* **Exercise instructions**
Transcribe the following entries word for word. End with the line where "banners stay up." appears.

(Items from a dataset)
****************************************

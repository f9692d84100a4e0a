//! Transient notification banners.
//!
//! Each banner is visible for [`NotificationTiming::visible`], then moves to
//! [`Stage::Exiting`] for [`NotificationTiming::exit`] before it is removed.
//! Expiry runs as a spawned task per banner; dismissing a banner aborts it.
//! Subscribers receive the full set of active banners on every change.

use std::sync::{Arc, Mutex, MutexGuard, PoisonError, Weak};
use std::time::Duration;

use tokio::sync::watch;
use tokio::task::AbortHandle;
use tracing::{debug, warn};
use uuid::Uuid;

/// Banner severity.
#[derive(Debug, Clone, Copy, PartialEq, Eq)]
pub enum Severity {
    Info,
    Warning,
    Error,
}

impl Severity {
    /// Banner background color.
    #[must_use]
    pub fn color(self) -> &'static str {
        match self {
            Self::Info => "#007bff",
            Self::Warning => "#ffc107",
            Self::Error => "#dc3545",
        }
    }
}

/// Lifecycle stage of a banner.
#[derive(Debug, Clone, Copy, PartialEq, Eq)]
pub enum Stage {
    Visible,
    Exiting,
}

/// An active banner.
#[derive(Debug, Clone, PartialEq, Eq)]
pub struct Notification {
    pub id: Uuid,
    pub text: String,
    pub severity: Severity,
    pub stage: Stage,
}

/// How long banners stay up.
#[derive(Debug, Clone, Copy, PartialEq, Eq)]
pub struct NotificationTiming {
    pub visible: Duration,
    pub exit: Duration,
}

impl Default for NotificationTiming {
    fn default() -> Self {
        Self {
            visible: Duration::from_secs(3),
            exit: Duration::from_millis(300),
        }
    }
}

struct Entry {
    notification: Notification,
    expiry: Option<AbortHandle>,
}

struct Inner {
    timing: NotificationTiming,
    entries: Mutex<Vec<Entry>>,
    updates: watch::Sender<Vec<Notification>>,
}

impl Inner {
    fn entries(&self) -> MutexGuard<'_, Vec<Entry>> {
        self.entries.lock().unwrap_or_else(PoisonError::into_inner)
    }

    fn publish(&self, entries: &[Entry]) {
        let snapshot = entries.iter().map(|e| e.notification.clone()).collect();
        self.updates.send_replace(snapshot);
    }

    fn set_stage(&self, id: Uuid, stage: Stage) {
        let mut entries = self.entries();
        if let Some(entry) = entries.iter_mut().find(|e| e.notification.id == id) {
            entry.notification.stage = stage;
            self.publish(&entries);
        }
    }

    fn remove(&self, id: Uuid) -> Option<Entry> {
        let mut entries = self.entries();
        let pos = entries.iter().position(|e| e.notification.id == id)?;
        let entry = entries.remove(pos);
        self.publish(&entries);
        Some(entry)
    }
}

/// Owner of the active banners.
///
/// Cloning yields another handle to the same set.
#[derive(Clone)]
pub struct NotificationCenter {
    inner: Arc<Inner>,
}

impl std::fmt::Debug for NotificationCenter {
    fn fmt(&self, f: &mut std::fmt::Formatter<'_>) -> std::fmt::Result {
        f.debug_struct("NotificationCenter")
            .field("timing", &self.inner.timing)
            .field("active", &self.inner.entries().len())
            .finish()
    }
}

impl Default for NotificationCenter {
    fn default() -> Self {
        Self::new(NotificationTiming::default())
    }
}

impl NotificationCenter {
    #[must_use]
    pub fn new(timing: NotificationTiming) -> Self {
        let (updates, _) = watch::channel(Vec::new());
        Self {
            inner: Arc::new(Inner {
                timing,
                entries: Mutex::new(Vec::new()),
                updates,
            }),
        }
    }

    /// Show a banner and schedule its removal.
    ///
    /// Outside a tokio runtime nothing can be scheduled and the banner stays
    /// until [`dismiss`](Self::dismiss) is called.
    pub fn show(&self, text: impl Into<String>, severity: Severity) -> Uuid {
        let notification = Notification {
            id: Uuid::new_v4(),
            text: text.into(),
            severity,
            stage: Stage::Visible,
        };
        let id = notification.id;

        debug!(
            name: "notification.shown",
            id = %id,
            severity = ?severity,
            text = %notification.text,
            "Notification shown"
        );

        // Hold the lock while spawning so the expiry task cannot observe the
        // set before the entry is in it.
        let mut entries = self.inner.entries();
        let expiry = match tokio::runtime::Handle::try_current() {
            Ok(handle) => Some(
                handle
                    .spawn(expire(Arc::downgrade(&self.inner), id, self.inner.timing))
                    .abort_handle(),
            ),
            Err(_) => {
                warn!(
                    name: "notification.unscheduled",
                    id = %id,
                    "No runtime available; notification will not expire"
                );
                None
            }
        };
        entries.push(Entry {
            notification,
            expiry,
        });
        self.inner.publish(&entries);

        id
    }

    /// Remove a banner now and cancel its scheduled removal.
    ///
    /// Returns `false` if the banner is already gone.
    pub fn dismiss(&self, id: Uuid) -> bool {
        match self.inner.remove(id) {
            Some(entry) => {
                if let Some(expiry) = entry.expiry {
                    expiry.abort();
                }
                true
            }
            None => false,
        }
    }

    /// Active banners, oldest first.
    #[must_use]
    pub fn active(&self) -> Vec<Notification> {
        self.inner
            .entries()
            .iter()
            .map(|e| e.notification.clone())
            .collect()
    }

    /// Receive the active set whenever it changes.
    #[must_use]
    pub fn subscribe(&self) -> watch::Receiver<Vec<Notification>> {
        self.inner.updates.subscribe()
    }

    #[must_use]
    pub fn timing(&self) -> NotificationTiming {
        self.inner.timing
    }
}

async fn expire(center: Weak<Inner>, id: Uuid, timing: NotificationTiming) {
    tokio::time::sleep(timing.visible).await;
    match center.upgrade() {
        Some(inner) => inner.set_stage(id, Stage::Exiting),
        None => return,
    }

    tokio::time::sleep(timing.exit).await;
    if let Some(inner) = center.upgrade() {
        inner.remove(id);
    }
}

#[cfg(test)]
mod tests {
    use super::*;

    #[tokio::test(start_paused = true)]
    async fn test_banner_exits_then_disappears() {
        let center = NotificationCenter::default();
        let id = center.show("Chat cleared successfully", Severity::Info);

        let active = center.active();
        assert_eq!(active.len(), 1);
        assert_eq!(active[0].id, id);
        assert_eq!(active[0].stage, Stage::Visible);

        tokio::time::sleep(Duration::from_millis(3100)).await;
        assert_eq!(center.active()[0].stage, Stage::Exiting);

        tokio::time::sleep(Duration::from_millis(300)).await;
        assert!(center.active().is_empty());
    }

    #[tokio::test(start_paused = true)]
    async fn test_banners_stack_without_dedup() {
        let center = NotificationCenter::default();
        center.show("Please enter a message", Severity::Warning);
        center.show("Please enter a message", Severity::Warning);
        assert_eq!(center.active().len(), 2);
    }

    #[tokio::test(start_paused = true)]
    async fn test_dismiss_cancels_expiry() {
        let center = NotificationCenter::default();
        let first = center.show("first", Severity::Info);
        let mut updates = center.subscribe();

        assert!(center.dismiss(first));
        assert!(!center.dismiss(first));
        assert!(center.active().is_empty());
        assert!(updates.has_changed().unwrap());

        let second = center.show("second", Severity::Error);
        tokio::time::sleep(Duration::from_secs(5)).await;
        assert!(center.active().iter().all(|n| n.id != second));
    }

    #[test]
    fn test_show_without_runtime_keeps_banner() {
        let center = NotificationCenter::default();
        let id = center.show("no runtime", Severity::Info);
        assert_eq!(center.active().len(), 1);
        assert!(center.dismiss(id));
    }
}
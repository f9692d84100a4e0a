//! Optional LLM used by the backend before falling back to canned replies.
//!
//! Any OpenAI-compatible Chat Completions endpoint works
//! (`{base_url}/v1/chat/completions`).

pub mod chat_completions;

pub use chat_completions::ChatCompletionsClient;

use crate::config::LlmConfig;

/// LLM connection and sampling settings.
#[derive(Clone)]
pub struct LlmSettings {
    /// Base URL for the LLM API (e.g., `https://api.openai.com`).
    pub base_url: String,
    /// Optional API key for authentication.
    pub api_key: Option<String>,
    /// Model identifier (e.g., `gpt-3.5-turbo`).
    pub model: String,
    pub max_tokens: u32,
    pub temperature: f32,
}

impl std::fmt::Debug for LlmSettings {
    fn fmt(&self, f: &mut std::fmt::Formatter<'_>) -> std::fmt::Result {
        f.debug_struct("LlmSettings")
            .field("base_url", &self.base_url)
            .field("api_key", &self.api_key.as_ref().map(|_| "<redacted>"))
            .field("model", &self.model)
            .field("max_tokens", &self.max_tokens)
            .field("temperature", &self.temperature)
            .finish()
    }
}

/// Key shipped in sample `.env` files; never sent to a provider.
pub const PLACEHOLDER_API_KEY: &str = "your_openai_api_key_here";

impl LlmSettings {
    /// Settings from the `llm` config section.
    ///
    /// Returns `None` unless an API key other than
    /// [`PLACEHOLDER_API_KEY`] is configured, along with a base URL and a
    /// model.
    #[must_use]
    pub fn from_config(config: &LlmConfig) -> Option<Self> {
        let api_key = config
            .api_key
            .as_deref()
            .map(str::trim)
            .filter(|k| !k.is_empty() && *k != PLACEHOLDER_API_KEY)?;
        let base_url = Some(config.base_url.trim()).filter(|s| !s.is_empty())?;
        let model = Some(config.model.trim()).filter(|s| !s.is_empty())?;

        Some(Self {
            base_url: base_url.to_string(),
            api_key: Some(api_key.to_string()),
            model: model.to_string(),
            max_tokens: config.max_tokens,
            temperature: config.temperature,
        })
    }
}

#[cfg(test)]
mod tests {
    use super::*;

    fn llm_config(api_key: Option<&str>) -> LlmConfig {
        LlmConfig {
            base_url: "https://api.openai.com".to_string(),
            model: "gpt-3.5-turbo".to_string(),
            api_key: api_key.map(ToString::to_string),
            max_tokens: 150,
            temperature: 0.7,
        }
    }

    #[test]
    fn test_key_enables_llm() {
        let settings = LlmSettings::from_config(&llm_config(Some("sk-real"))).unwrap();
        assert_eq!(settings.base_url, "https://api.openai.com");
        assert_eq!(settings.model, "gpt-3.5-turbo");
        assert_eq!(settings.api_key.as_deref(), Some("sk-real"));
    }

    #[test]
    fn test_missing_blank_or_placeholder_key_disables_llm() {
        assert!(LlmSettings::from_config(&llm_config(None)).is_none());
        assert!(LlmSettings::from_config(&llm_config(Some("  "))).is_none());
        assert!(LlmSettings::from_config(&llm_config(Some(PLACEHOLDER_API_KEY))).is_none());
    }

    #[test]
    fn test_requires_url_and_model() {
        let mut config = llm_config(Some("sk-real"));
        config.model = " ".to_string();
        assert!(LlmSettings::from_config(&config).is_none());

        let mut config = llm_config(Some("sk-real"));
        config.base_url = String::new();
        assert!(LlmSettings::from_config(&config).is_none());
    }

    #[test]
    fn test_debug_redacts_key() {
        let settings = LlmSettings::from_config(&llm_config(Some("sk-secret"))).unwrap();
        let rendered = format!("{settings:?}");
        assert!(!rendered.contains("sk-secret"));
    }
}
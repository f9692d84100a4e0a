use std::sync::Arc;

use axum::{
    Router,
    body::{Body, to_bytes},
    http::{Request, StatusCode, header},
};
use serde_json::{Value, json};
use tower::ServiceExt;

use support_chat::AppState;
use support_chat::config::AppConfig;
use support_chat::replies::ReplyService;
use support_chat::server::router;

fn app() -> Router {
    let config = AppConfig::load_from_args(["support-chat"]).expect("default config");
    router(AppState {
        replies: Arc::new(ReplyService::default()),
        config: Arc::new(config),
    })
}

async fn post_chat(body: impl Into<Body>, json_content: bool) -> (StatusCode, Value) {
    let mut req = Request::builder().method("POST").uri("/chat");
    if json_content {
        req = req.header(header::CONTENT_TYPE, "application/json");
    }
    let response = app()
        .oneshot(req.body(body.into()).unwrap())
        .await
        .unwrap();

    let status = response.status();
    let bytes = to_bytes(response.into_body(), usize::MAX).await.unwrap();
    (status, serde_json::from_slice(&bytes).unwrap())
}

#[tokio::test]
async fn test_chat_returns_predefined_reply() {
    let (status, body) = post_chat(json!({ "message": "What are your hours?" }).to_string(), true).await;

    assert_eq!(status, StatusCode::OK);
    assert_eq!(body["success"], true);
    assert_eq!(body["source"], "Predefined");
    assert_eq!(
        body["response"],
        "Our business hours are Monday-Friday 9 AM to 6 PM EST."
    );
}

#[tokio::test]
async fn test_chat_rejects_blank_message() {
    let (status, body) = post_chat(json!({ "message": "   " }).to_string(), true).await;

    assert_eq!(status, StatusCode::BAD_REQUEST);
    assert_eq!(body["success"], false);
    assert_eq!(body["error"], "Message is required");
}

#[tokio::test]
async fn test_chat_missing_message_field() {
    let (status, body) = post_chat("{}", true).await;

    assert_eq!(status, StatusCode::BAD_REQUEST);
    assert_eq!(body["error"], "Message is required");
}

#[tokio::test]
async fn test_chat_unreadable_body() {
    let (status, body) = post_chat("not json", true).await;
    assert_eq!(status, StatusCode::INTERNAL_SERVER_ERROR);
    assert_eq!(body["success"], false);
    assert_eq!(
        body["error"],
        "Sorry, I encountered an error. Please try again."
    );

    let (status, _) = post_chat(json!({ "message": "hi" }).to_string(), false).await;
    assert_eq!(status, StatusCode::INTERNAL_SERVER_ERROR);
}

#[tokio::test]
async fn test_health() {
    let response = app()
        .oneshot(Request::builder().uri("/health").body(Body::empty()).unwrap())
        .await
        .unwrap();

    assert_eq!(response.status(), StatusCode::OK);
    let bytes = to_bytes(response.into_body(), usize::MAX).await.unwrap();
    let body: Value = serde_json::from_slice(&bytes).unwrap();
    assert_eq!(body["status"], "healthy");
    assert_eq!(body["message"], "Customer Support Chatbot is running!");
}
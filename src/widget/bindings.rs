//! Entry points a front-end invokes on a controller.
//!
//! A front-end owns the controller and passes it in; there is no shared
//! instance to reach for.

use std::ops::ControlFlow;

use async_trait::async_trait;

use crate::error::SubmitError;

use super::controller::{ChatController, Delivery};
use super::view::ChatView;

/// Prompt shown before the transcript is cleared.
pub const CLEAR_PROMPT: &str = "Are you sure you want to clear the chat?";

/// Asks the user a yes/no question.
#[async_trait]
pub trait Confirm {
    async fn confirm(&mut self, prompt: &str) -> bool;
}

/// A user action addressed to the widget.
#[derive(Debug, Clone, PartialEq, Eq)]
pub enum Command {
    /// Send the given text as the current draft.
    Send(String),
    /// Send a canned quick-reply.
    QuickReply(String),
    /// Clear the conversation after confirmation.
    Clear,
    /// Leave the session.
    Quit,
}

impl Command {
    /// Parse a line typed into a line-oriented front-end.
    ///
    /// `/quick <text>`, `/clear` and `/quit` are commands; anything else is a
    /// message. A bare `/quick` is an empty quick reply.
    pub fn parse(line: &str) -> Self {
        let trimmed = line.trim();
        if let Some(rest) = trimmed.strip_prefix("/quick")
            && (rest.is_empty() || rest.starts_with(char::is_whitespace))
        {
            return Self::QuickReply(rest.trim().to_string());
        }
        match trimmed {
            "/clear" => Self::Clear,
            "/quit" | "/exit" => Self::Quit,
            _ => Self::Send(line.trim_end_matches(['\r', '\n']).to_string()),
        }
    }
}

/// Outcome of running one [`Command`].
#[derive(Debug, Clone, PartialEq, Eq)]
pub enum Handled {
    Sent(Result<Delivery, SubmitError>),
    Cleared,
    ClearDeclined,
}

/// Run `command` against `controller`.
///
/// Returns [`ControlFlow::Break`] for [`Command::Quit`].
pub async fn run_command<V, C>(
    controller: &mut ChatController<V>,
    confirm: &mut C,
    command: Command,
) -> ControlFlow<(), Handled>
where
    V: ChatView,
    C: Confirm,
{
    match command {
        Command::Send(text) => {
            controller.set_draft(text);
            ControlFlow::Continue(Handled::Sent(controller.send_message().await))
        }
        Command::QuickReply(text) => {
            ControlFlow::Continue(Handled::Sent(controller.send_quick_reply(text).await))
        }
        Command::Clear => {
            if confirm.confirm(CLEAR_PROMPT).await {
                controller.clear_conversation();
                ControlFlow::Continue(Handled::Cleared)
            } else {
                ControlFlow::Continue(Handled::ClearDeclined)
            }
        }
        Command::Quit => ControlFlow::Break(()),
    }
}
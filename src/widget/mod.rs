//! The chat widget: session controller, transcript model and notifications.
//!
//! The controller never touches a concrete UI. It renders through the
//! [`ChatView`] trait and talks to the endpoint through [`ChatBackend`], so
//! the send lifecycle can be driven headless in tests.
//!
//! # Structure
//!
//! - [`controller`]: the send lifecycle state machine
//! - [`message`]: transcript entries
//! - [`counter`]: the draft character counter
//! - [`input`]: draft validation and submit key handling
//! - [`notify`]: transient banners with scheduled removal
//! - [`view`]: the rendering capability and an in-memory implementation
//! - [`bindings`]: the entry points a front-end invokes
//!
//! # Example
//!
//! ```rust,no_run
//! use std::sync::Arc;
//! use support_chat::client::HttpChatBackend;
//! use support_chat::widget::{ChatController, MemoryView, NotificationCenter};
//!
//! # async fn example() -> Result<(), Box<dyn std::error::Error>> {
//! let backend = Arc::new(HttpChatBackend::new("http://127.0.0.1:5000")?);
//! let mut chat = ChatController::new(
//!     MemoryView::default(),
//!     backend,
//!     NotificationCenter::default(),
//!     "Hello! How can I help you today?",
//! );
//!
//! chat.set_draft("What are your hours?");
//! chat.send_message().await?;
//! assert_eq!(chat.transcript().len(), 3);
//! # Ok(())
//! # }
//! ```

pub mod bindings;
pub mod controller;
pub mod counter;
pub mod input;
pub mod message;
pub mod notify;
pub mod view;

pub use bindings::{CLEAR_PROMPT, Command, Confirm, Handled, run_command};
pub use controller::{
    ChatController, Delivery, InFlight, PendingSend, Phase, SessionUiState, Settled,
};
pub use counter::{CharCount, CounterTone};
pub use input::{Key, KeyPress, Modifiers, validate_draft};
pub use message::{Author, Message};
pub use notify::{Notification, NotificationCenter, NotificationTiming, Severity, Stage};
pub use view::{ChatView, MemoryView};

pub use crate::client::{ChatBackend, ChatReply};

/// Maximum length of a message, in characters.
pub const MAX_MESSAGE_CHARS: usize = 500;

/// Draft length above which the counter switches to the warning tone.
pub const COUNTER_WARNING_THRESHOLD: usize = 450;

/// Bot message appended when a request yields no reply.
pub const FALLBACK_REPLY: &str =
    "Sorry, I encountered an error. Please try again or contact our support team directly.";
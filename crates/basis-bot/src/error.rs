//! Application error types.

use thiserror::Error;

#[derive(Debug, Error)]
pub enum AppError {
    #[error("Configuration error: {0}")]
    Config(String),

    #[error("Feed error: {0}")]
    Feed(#[from] basis_feed::FeedError),

    #[error("Store error: {0}")]
    Store(#[from] basis_store::StoreError),

    #[error("Notify error: {0}")]
    Notify(#[from] basis_notify::NotifyError),

    #[error("Telemetry error: {0}")]
    Telemetry(#[from] basis_telemetry::TelemetryError),
}

pub type AppResult<T> = Result<T, AppError>;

****************************************

* **Answer to this task**
repository f9692d84100a4e0a
//! Transient notification banners.
//!
//! Each banner is visible for [`NotificationTiming::visible`], then moves to
//! [`Stage::Exiting`] for [`NotificationTiming::exit`] before it is removed.
//! Expiry runs as a spawned task per banner; dismissing a banner aborts it.
//! Subscribers receive the full set of active banners on every change.

use std::sync::{Arc, Mutex, MutexGuard, PoisonError, Weak};
use std::time::Duration;

use tokio::sync::watch;
use tokio::task::AbortHandle;
use tracing::{debug, warn};
use uuid::Uuid;

/// Banner severity.
#[derive(Debug, Clone, Copy, PartialEq, Eq)]
pub enum Severity {
    Info,
    Warning,
    Error,
}

impl Severity {
    /// Banner background color.
    #[must_use]
    pub fn color(self) -> &'static str {
        match self {
            Self::Info => "#007bff",
            Self::Warning => "#ffc107",
            Self::Error => "#dc3545",
        }
    }
}

/// Lifecycle stage of a banner.
#[derive(Debug, Clone, Copy, PartialEq, Eq)]
pub enum Stage {
    Visible,
    Exiting,
}

/// An active banner.
#[derive(Debug, Clone, PartialEq, Eq)]
pub struct Notification {
    pub id: Uuid,
    pub text: String,
    pub severity: Severity,
    pub stage: Stage,
}

/// How long banners stay up.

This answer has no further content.